● The problem
The material must be copied out exactly, line for line.

Information shown START

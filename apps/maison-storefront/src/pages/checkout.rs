//! Checkout for the bag, or for a single buy-now item
//! (`/checkout?mode=buy-now`).

use super::SignInPrompt;
use crate::api::submit_order;
use crate::state::{error_message, use_shop};
use leptos::prelude::*;
use leptos::task::spawn_local;
use leptos_meta::Title;
use leptos_router::hooks::{use_navigate, use_query_map};
use maison_commerce::order::preview_lines;
use maison_commerce::prelude::*;

const PAYMENT_METHODS: [PaymentMethod; 3] = [PaymentMethod::CashOnDelivery, PaymentMethod::Upi, PaymentMethod::Card];

/// Lines being bought and their total.
fn summary_lines(lines: &[CartLine]) -> (Vec<OrderLine>, Option<Money>) {
    let preview = preview_lines(lines);
    let currency = lines.first().map(|l| l.unit_price.currency).unwrap_or_default();
    let totals: Option<Vec<Money>> = preview.iter().map(OrderLine::line_total).collect();
    let total = totals.and_then(|t| Money::try_sum(t.iter(), currency));
    (preview, total)
}

#[component]
pub fn CheckoutPage() -> impl IntoView {
    let shop = use_shop();
    let query = use_query_map();
    let buy_now_mode = move || query.with(|q| q.get_str("mode") == Some("buy-now"));
    let signed_in = move || shop.store.with(|s| s.auth.is_authenticated());

    let lines = Memo::new(move |_| {
        shop.store.with(|s| {
            if buy_now_mode() {
                s.buy_now.get().map(|b| vec![b.line.clone()]).unwrap_or_default()
            } else {
                s.cart.cart().lines
            }
        })
    });

    view! {
        <Title text="Checkout"/>
        <h1>"Checkout"</h1>
        <Show
            when=signed_in
            fallback=|| view! { <SignInPrompt reason="Sign in to place your order."/> }
        >
            <Show
                when=move || !lines.with(Vec::is_empty)
                fallback=|| view! {
                    <div class="empty-state">
                        <p>"There is nothing to check out."</p>
                        <a href="/products" class="btn">"Continue shopping"</a>
                    </div>
                }
            >
                <div class="checkout">
                    <CheckoutForm buy_now=Signal::derive(buy_now_mode)/>
                    <aside class="order-summary">
                        <h2>"Order summary"</h2>
                        {move || {
                            let (preview, total) = lines.with(|l| summary_lines(l));
                            view! {
                                <ul>
                                    {preview.into_iter().map(|line| {
                                        let total = line.line_total().map(|m| m.display()).unwrap_or_default();
                                        view! {
                                            <li>
                                                <span>{format!("{} \u{d7} {}", line.title, line.quantity)}</span>
                                                <span>{total}</span>
                                            </li>
                                        }
                                    }).collect_view()}
                                </ul>
                                <p class="order-total">
                                    <span>"Total"</span>
                                    <strong>{total.map(|m| m.display()).unwrap_or_default()}</strong>
                                </p>
                            }
                        }}
                    </aside>
                </div>
            </Show>
        </Show>
    }
}

#[component]
fn CheckoutForm(#[prop(into)] buy_now: Signal<bool>) -> impl IntoView {
    let shop = use_shop();
    let navigate = use_navigate();
    let address = RwSignal::new(ShippingAddress {
        country: "India".to_string(),
        ..Default::default()
    });
    let payment = RwSignal::new(PaymentMethod::default());
    let note = RwSignal::new(String::new());
    let pending = RwSignal::new(false);

    let field = move |label: &'static str, get: fn(&ShippingAddress) -> String, set: fn(&mut ShippingAddress, String)| {
        view! {
            <label>
                {label}
                <input
                    type="text"
                    prop:value=move || address.with(get)
                    on:input=move |ev| address.update(|a| set(a, event_target_value(&ev)))
                />
            </label>
        }
    };

    let submit = move |ev: leptos::ev::SubmitEvent| {
        ev.prevent_default();
        let buy_now = buy_now.get_untracked();
        let shipping = address.get_untracked();
        let method = payment.get_untracked();
        let order = shop.store.with_untracked(|s| {
            if buy_now {
                s.buy_now
                    .get()
                    .map(|b| PlaceOrder::from_buy_now(b, shipping, method))
                    .ok_or_else(|| CommerceError::validation("buyNow", "this checkout has expired"))
            } else {
                PlaceOrder::from_cart(&s.cart.cart(), shipping, method)
            }
        });
        let order = match order {
            Ok(order) => order.with_note(note.get_untracked()),
            Err(e) => {
                shop.toasts.error(e.to_string());
                return;
            }
        };
        if let Err(errors) = order.validate() {
            for e in errors {
                shop.toasts.error(e.to_string());
            }
            return;
        }

        pending.set(true);
        let navigate = navigate.clone();
        spawn_local(async move {
            match submit_order(order).await {
                Ok(placed) => {
                    if buy_now {
                        shop.edit(|s| s.buy_now.clear());
                    } else {
                        shop.refresh_cart();
                    }
                    shop.toasts.success(format!("Order {} placed. Thank you!", placed.number));
                    navigate("/orders", Default::default());
                }
                Err(e) => shop.toasts.error(error_message(&e)),
            }
            pending.set(false);
        });
    };

    view! {
        <form class="checkout-form" on:submit=submit>
            <h2>"Delivery address"</h2>
            {field("Full name", |a| a.full_name.clone(), |a, v| a.full_name = v)}
            {field("Phone", |a| a.phone.clone(), |a, v| a.phone = v)}
            {field("Address line 1", |a| a.line1.clone(), |a, v| a.line1 = v)}
            {field("Address line 2", |a| a.line2.clone().unwrap_or_default(), |a, v| {
                a.line2 = (!v.trim().is_empty()).then_some(v)
            })}
            {field("City", |a| a.city.clone(), |a, v| a.city = v)}
            {field("State", |a| a.state.clone(), |a, v| a.state = v)}
            {field("PIN code", |a| a.postal_code.clone(), |a, v| a.postal_code = v)}

            <h2>"Payment"</h2>
            {PAYMENT_METHODS.into_iter().map(|method| view! {
                <label class="radio">
                    <input
                        type="radio"
                        name="payment"
                        prop:checked=move || payment.get() == method
                        on:change=move |_| payment.set(method)
                    />
                    {method.display_name()}
                </label>
            }).collect_view()}

            <label>
                "Order note"
                <textarea prop:value=note on:input=move |ev| note.set(event_target_value(&ev))></textarea>
            </label>

            <button class="btn" type="submit" disabled=pending>
                {move || if pending.get() { "Placing order..." } else { "Place order" }}
            </button>
        </form>
    }
}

Information shown END

● Task response
filename apps/maison-storefront/src/pages/checkout.rs
//! Checkout for the bag, or for a single buy-now item
//! (`/checkout?mode=buy-now`).

use super::SignInPrompt;
use crate::api::submit_order;
use crate::state::{error_message, use_shop};
use leptos::prelude::*;
use leptos::task::spawn_local;
use leptos_meta::Title;
use leptos_router::hooks::{use_navigate, use_query_map};
use maison_commerce::order::preview_lines;
use maison_commerce::prelude::*;

const PAYMENT_METHODS: [PaymentMethod; 3] = [PaymentMethod::CashOnDelivery, PaymentMethod::Upi, PaymentMethod::Card];

/// Lines being bought and their total.
fn summary_lines(lines: &[CartLine]) -> (Vec<OrderLine>, Option<Money>) {
    let preview = preview_lines(lines);
    let currency = lines.first().map(|l| l.unit_price.currency).unwrap_or_default();
    let totals: Option<Vec<Money>> = preview.iter().map(OrderLine::line_total).collect();
    let total = totals.and_then(|t| Money::try_sum(t.iter(), currency));
    (preview, total)
}

#[component]
pub fn CheckoutPage() -> impl IntoView {
    let shop = use_shop();
    let query = use_query_map();
    let buy_now_mode = move || query.with(|q| q.get_str("mode") == Some("buy-now"));
    let signed_in = move || shop.store.with(|s| s.auth.is_authenticated());

    let lines = Memo::new(move |_| {
        shop.store.with(|s| {
            if buy_now_mode() {
                s.buy_now.get().map(|b| vec![b.line.clone()]).unwrap_or_default()
            } else {
                s.cart.cart().lines
            }
        })
    });

    view! {
        <Title text="Checkout"/>
        <h1>"Checkout"</h1>
        <Show
            when=signed_in
            fallback=|| view! { <SignInPrompt reason="Sign in to place your order."/> }
        >
            <Show
                when=move || !lines.with(Vec::is_empty)
                fallback=|| view! {
                    <div class="empty-state">
                        <p>"There is nothing to check out."</p>
                        <a href="/products" class="btn">"Continue shopping"</a>
                    </div>
                }
            >
                <div class="checkout">
                    <CheckoutForm buy_now=Signal::derive(buy_now_mode)/>
                    <aside class="order-summary">
                        <h2>"Order summary"</h2>
                        {move || {
                            let (preview, total) = lines.with(|l| summary_lines(l));
                            view! {
                                <ul>
                                    {preview.into_iter().map(|line| {
                                        let total = line.line_total().map(|m| m.display()).unwrap_or_default();
                                        view! {
                                            <li>
                                                <span>{format!("{} \u{d7} {}", line.title, line.quantity)}</span>
                                                <span>{total}</span>
                                            </li>
                                        }
                                    }).collect_view()}
                                </ul>
                                <p class="order-total">
                                    <span>"Total"</span>
                                    <strong>{total.map(|m| m.display()).unwrap_or_default()}</strong>
                                </p>
                            }
                        }}
                    </aside>
                </div>
            </Show>
        </Show>
    }
}

#[component]
fn CheckoutForm(#[prop(into)] buy_now: Signal<bool>) -> impl IntoView {
    let shop = use_shop();
    let navigate = use_navigate();
    let address = RwSignal::new(ShippingAddress {
        country: "India".to_string(),
        ..Default::default()
    });
    let payment = RwSignal::new(PaymentMethod::default());
    let note = RwSignal::new(String::new());
    let pending = RwSignal::new(false);

    let field = move |label: &'static str, get: fn(&ShippingAddress) -> String, set: fn(&mut ShippingAddress, String)| {
        view! {
            <label>
                {label}
                <input
                    type="text"
                    prop:value=move || address.with(get)
                    on:input=move |ev| address.update(|a| set(a, event_target_value(&ev)))
                />
            </label>
        }
    };

    let submit = move |ev: leptos::ev::SubmitEvent| {
        ev.prevent_default();
        let buy_now = buy_now.get_untracked();
        let shipping = address.get_untracked();
        let method = payment.get_untracked();
        let order = shop.store.with_untracked(|s| {
            if buy_now {
                s.buy_now
                    .get()
                    .map(|b| PlaceOrder::from_buy_now(b, shipping, method))
                    .ok_or_else(|| CommerceError::validation("buyNow", "this checkout has expired"))
            } else {
                PlaceOrder::from_cart(&s.cart.cart(), shipping, method)
            }
        });
        let order = match order {
            Ok(order) => order.with_note(note.get_untracked()),
            Err(e) => {
                shop.toasts.error(e.to_string());
                return;
            }
        };
        if let Err(errors) = order.validate() {
            for e in errors {
                shop.toasts.error(e.to_string());
            }
            return;
        }

        pending.set(true);
        let navigate = navigate.clone();
        spawn_local(async move {
            match submit_order(order).await {
                Ok(placed) => {
                    if buy_now {
                        shop.edit(|s| s.buy_now.clear());
                    } else {
                        shop.refresh_cart();
                    }
                    shop.toasts.success(format!("Order {} placed. Thank you!", placed.number));
                    navigate("/orders", Default::default());
                }
                Err(e) => shop.toasts.error(error_message(&e)),
            }
            pending.set(false);
        });
    };

    view! {
        <form class="checkout-form" on:submit=submit>
            <h2>"Delivery address"</h2>
            {field("Full name", |a| a.full_name.clone(), |a, v| a.full_name = v)}
            {field("Phone", |a| a.phone.clone(), |a, v| a.phone = v)}
            {field("Address line 1", |a| a.line1.clone(), |a, v| a.line1 = v)}
            {field("Address line 2", |a| a.line2.clone().unwrap_or_default(), |a, v| {
                a.line2 = (!v.trim().is_empty()).then_some(v)
            })}
            {field("City", |a| a.city.clone(), |a, v| a.city = v)}
            {field("State", |a| a.state.clone(), |a, v| a.state = v)}
            {field("PIN code", |a| a.postal_code.clone(), |a, v| a.postal_code = v)}

            <h2>"Payment"</h2>
            {PAYMENT_METHODS.into_iter().map(|method| view! {
                <label class="radio">
                    <input
                        type="radio"
                        name="payment"
                        prop:checked=move || payment.get() == method
                        on:change=move |_| payment.set(method)
                    />
                    {method.display_name()}
                </label>
            }).collect_view()}

            <label>
                "Order note"
                <textarea prop:value=note on:input=move |ev| note.set(event_target_value(&ev))></textarea>
            </label>

            <button class="btn" type="submit" disabled=pending>
                {move || if pending.get() { "Placing order..." } else { "Place order" }}
            </button>
        </form>
    }
}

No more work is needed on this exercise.